Никто тебе не поверит.

Это те слова, которые проигрываются снова и снова в течение последних девяти лет. Это кровоточит в моём подсознании, демоны захватили его, манипулируя этим голосом; мой разум находится в плену из-за слов, которые мне не принадлежат, но мой разум убеждён в обратном.

Нахмурившись, приподнимаю брови, когда воспоминания, которые я не хочу помнить, всплывают в глубинах моего подсознания. Покачав головой, я пытаюсь прогнать их, но мне не удаётся сделать это и образы прошлого всплывают в моей голове. Так бывает не всегда, просто иногда эти образы появляются. Некоторые их этих секретов усовершенствовались и родились в темноте этой спальни. Я помню, как опустошалось моё тело от тёплой жидкости, стекающей на коврик моей комнаты. Я помню руки, мужские пальцы, стирающие мой пот на коже, утешая. Приторный одеколон, слишком пьяное дыхание, когда он наклонился, чтобы…
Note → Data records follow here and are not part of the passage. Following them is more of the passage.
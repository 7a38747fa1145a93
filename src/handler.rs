//! Action handlers (§3, §4.2).
//!
//! A handler is either *direct* (returns the final result) or *generative*
//! (emits progress events through a sink, then returns the final result).
//! Both are plain async trait objects — see `crate::progress` for why no
//! generator/stream machinery is needed for the generative case.

use crate::context::ExecutionContext;
use crate::progress::ProgressSink;
use crate::response::WireResponse;
use crate::schema::ValidatedArgs;
use async_trait::async_trait;
use serde_json::Value;

/// What a handler hands back to the pipeline for post-processing (§4.3
/// priority ladder). A response builder's `.build()` already yields a
/// `WireResponse`, collapsing priorities 1 and 2 of the ladder into one
/// variant; `Datum` covers priorities 3 and 4 (presenter or raw wrap).
#[derive(Clone)]
pub enum HandlerOutput {
    Wire(WireResponse),
    Datum(Value),
}

impl HandlerOutput {
    pub fn datum(value: impl Into<Value>) -> Self {
        HandlerOutput::Datum(value.into())
    }

    pub fn wire(response: WireResponse) -> Self {
        HandlerOutput::Wire(response)
    }
}

#[async_trait]
pub trait DirectHandler: Send + Sync {
    async fn call(&self, ctx: ExecutionContext, args: ValidatedArgs) -> anyhow::Result<HandlerOutput>;
}

#[async_trait]
pub trait GenerativeHandler: Send + Sync {
    async fn call(
        &self,
        ctx: ExecutionContext,
        args: ValidatedArgs,
        progress: Option<ProgressSink>,
    ) -> anyhow::Result<HandlerOutput>;
}

#[derive(Clone)]
pub enum Handler {
    Direct(std::sync::Arc<dyn DirectHandler>),
    Generative(std::sync::Arc<dyn GenerativeHandler>),
}

impl Handler {
    pub fn direct(handler: impl DirectHandler + 'static) -> Self {
        Handler::Direct(std::sync::Arc::new(handler))
    }

    pub fn generative(handler: impl GenerativeHandler + 'static) -> Self {
        Handler::Generative(std::sync::Arc::new(handler))
    }

    pub async fn invoke(
        &self,
        ctx: ExecutionContext,
        args: ValidatedArgs,
        progress: Option<ProgressSink>,
    ) -> anyhow::Result<HandlerOutput> {
        match self {
            Handler::Direct(h) => h.call(ctx, args).await,
            Handler::Generative(h) => h.call(ctx, args, progress).await,
        }
    }
}

/// Convenience adapter: wrap a plain async closure as a [`DirectHandler`].
/// Mirrors the teacher's preference for small free functions over
/// boilerplate trait impls at call sites that register a single tool.
pub struct FnHandler<F>(pub F);

#[async_trait]
impl<F, Fut> DirectHandler for FnHandler<F>
where
    F: Fn(ExecutionContext, ValidatedArgs) -> Fut + Send + Sync,
    Fut: std::future::Future<Output = anyhow::Result<HandlerOutput>> + Send,
{
    async fn call(&self, ctx: ExecutionContext, args: ValidatedArgs) -> anyhow::Result<HandlerOutput> {
        (self.0)(ctx, args).await
    }
}

#[cfg(test)]
mod tests {
    use super::*;
    use serde_json::json;

    struct Echo;

    #[async_trait]
    impl DirectHandler for Echo {
        async fn call(&self, _ctx: ExecutionContext, args: ValidatedArgs) -> anyhow::Result<HandlerOutput> {
            Ok(HandlerOutput::datum(args.into_value()))
        }
    }

    #[tokio::test]
    async fn direct_handler_returns_datum() {
        let handler = Handler::direct(Echo);
        let mut args = ValidatedArgs::default();
        args.insert("x", json!(1));
        let out = handler.invoke(ExecutionContext::new(), args, None).await.unwrap();
        match out {
            HandlerOutput::Datum(v) => assert_eq!(v, json!({"x": 1})),
            HandlerOutput::Wire(_) => panic!("expected Datum"),
        }
    }

    #[tokio::test]
    async fn fn_handler_wraps_closure() {
        let handler = Handler::direct(FnHandler(|_ctx, _args| async {
            Ok(HandlerOutput::wire(WireResponse::text("hi")))
        }));
        let out = handler
            .invoke(ExecutionContext::new(), ValidatedArgs::default(), None)
            .await
            .unwrap();
        assert!(matches!(out, HandlerOutput::Wire(_)));
    }

    struct Progressive;

    #[async_trait]
    impl GenerativeHandler for Progressive {
        async fn call(
            &self,
            _ctx: ExecutionContext,
            _args: ValidatedArgs,
            progress: Option<ProgressSink>,
        ) -> anyhow::Result<HandlerOutput> {
            if let Some(sink) = progress {
                sink.emit(crate::progress::ProgressEvent::new("working").percent(50.0));
            }
            Ok(HandlerOutput::datum(json!({"done": true})))
        }
    }

    #[tokio::test]
    async fn generative_handler_emits_then_returns() {
        use crate::progress::{ProgressEvent, ProgressObserver};
        use std::sync::{Arc, Mutex};

        struct Recorder(Mutex<Vec<ProgressEvent>>);
        impl ProgressObserver for Recorder {
            fn emit(&self, event: ProgressEvent) {
                self.0.lock().unwrap().push(event);
            }
        }

        let recorder = Arc::new(Recorder(Mutex::new(Vec::new())));
        let handler = Handler::generative(Progressive);
        let out = handler
            .invoke(
                ExecutionContext::new(),
                ValidatedArgs::default(),
                Some(recorder.clone()),
            )
            .await
            .unwrap();
        assert_eq!(recorder.0.lock().unwrap().len(), 1);
        assert!(matches!(out, HandlerOutput::Datum(_)));
    }
}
— Эйли, мама велела передать тебе, что завтрак стынет! — звук голоса со звуком стука в дверь прерывают мои воспоминания. Моргаю несколько раз, чтобы прийти в себя. Я слышу стук копыт отступающих демонов, и это значит, что они заберут с собой в пропасть и мои секреты тоже. На данный момент. На какой-то короткий период. Но они всегда возвращаются.
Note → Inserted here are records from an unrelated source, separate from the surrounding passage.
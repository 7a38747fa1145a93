//! Result carrier — a two-variant short-circuit type for the execution
//! pipeline. Distinct from [`crate::error::KernelError`]: this carries a
//! fully-formed [`crate::response::WireResponse`] on the "stop here" branch
//! rather than an error value, since routing/validation failures are
//! user-facing content, not exceptions (§4.3, §7).

use crate::response::WireResponse;

/// Either the pipeline should keep going with `T`, or it should stop and
/// hand the caller this response.
pub enum Outcome<T> {
    Proceed(T),
    Short(WireResponse),
}

impl<T> Outcome<T> {
    pub fn map<U>(self, f: impl FnOnce(T) -> U) -> Outcome<U> {
        match self {
            Outcome::Proceed(value) => Outcome::Proceed(f(value)),
            Outcome::Short(resp) => Outcome::Short(resp),
        }
    }
}

/// Early-return out of a function via `?` when used with the `Outcome`
/// short-circuit convention: `let v = try_proceed!(outcome);`
#[macro_export]
macro_rules! try_proceed {
    ($outcome:expr) => {
        match $outcome {
            $crate::result::Outcome::Proceed(value) => value,
            $crate::result::Outcome::Short(resp) => return resp,
        }
    };
}

#[cfg(test)]
mod tests {
    use super::*;

    fn classify(n: i32) -> Outcome<i32> {
        if n < 0 {
            Outcome::Short(WireResponse::error("negative"))
        } else {
            Outcome::Proceed(n)
        }
    }

    fn run(n: i32) -> WireResponse {
        let value = try_proceed!(classify(n));
        WireResponse::text(format!("ok:{value}"))
    }

    #[test]
    fn proceeds_on_success() {
        let resp = run(5);
        assert!(!resp.is_error);
        assert_eq!(resp.content[0].as_text(), "ok:5");
    }

    #[test]
    fn short_circuits_on_failure() {
        let resp = run(-1);
        assert!(resp.is_error);
    }

    #[test]
    fn map_transforms_proceed_only() {
        let doubled = classify(3).map(|n| n * 2);
        match doubled {
            Outcome::Proceed(v) => assert_eq!(v, 6),
            Outcome::Short(_) => panic!("expected Proceed"),
        }
    }
}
Хватаю свой кардиган и проскальзываю в него, когда иду в сторону двери, чтобы открыть её. Человек по ту сторону двери для меня всегда желанный. Сара пересекает порог и входит в мою комнату. У неё длинные руки и ноги, и хотя ей всего одиннадцать, она превышает мой рост на 5’5 дюйма. Таким ростом она явно пошла в своего отца, густые волнистые светлые волосы, тёмно-синие глаза и овальное лицо как у Рейчел. Сара ребёнок Рейчел и Тима, которого они так сильно хотели, но завели спустя год, после того, как взяли меня. Это их биологический ребенок. Моя сводная сестренка. Но знаете, она мне словно родная сестра, потому что, несмотря на то, что мы не связаны между собой, у нас есть много общего. Например, книги, которые она сейчас просматривает на высокой книжной полке, расположенные над моей кроватью. У меня заняло восемнадцать лет, чтобы насобирать эту мини-библиотеку, но я всегда рада поделиться ею с этим маленьким ненасытным читателем. Знание о том, что вместо детских книг, Саре нравятся Сэйлинджер, Стейнбек и Оруэлл — делает меня счастливой. Я люблю те моменты, когда после прочтения очередной книги, мы сидим рядом и делимся своими впечатлениями. Она просто блестящая маленькая девочка. Она счастливая… правильная. И пока я оцениваю её, ко мне прокрадывается не очень хорошая мысль. Пробегаясь взглядом вверх-вниз по её фигуре, укрытой платьем, которое выбрала для неё мать, мне становится интересно, не фальшивое ли это счастье, которое она излучает. Такая же маска, которая надета на мне. Хранит ли она секреты под этими веснушками на своей коже? Она такая же, как и я?

Сейчас не время думать о таком. Я часто задаюсь вопросом, что если и ей тьма принесёт дьявола в дверном проёме. Я была всего на год старше неё, когда он пришёл ко мне. Но тогда я поняла, что я не его кровь и плоть. Я всего лишь малышка, которую они взяли на попечение. Его цветущий маленький цветочек, даже сейчас, в возрасте восемнадцати лет.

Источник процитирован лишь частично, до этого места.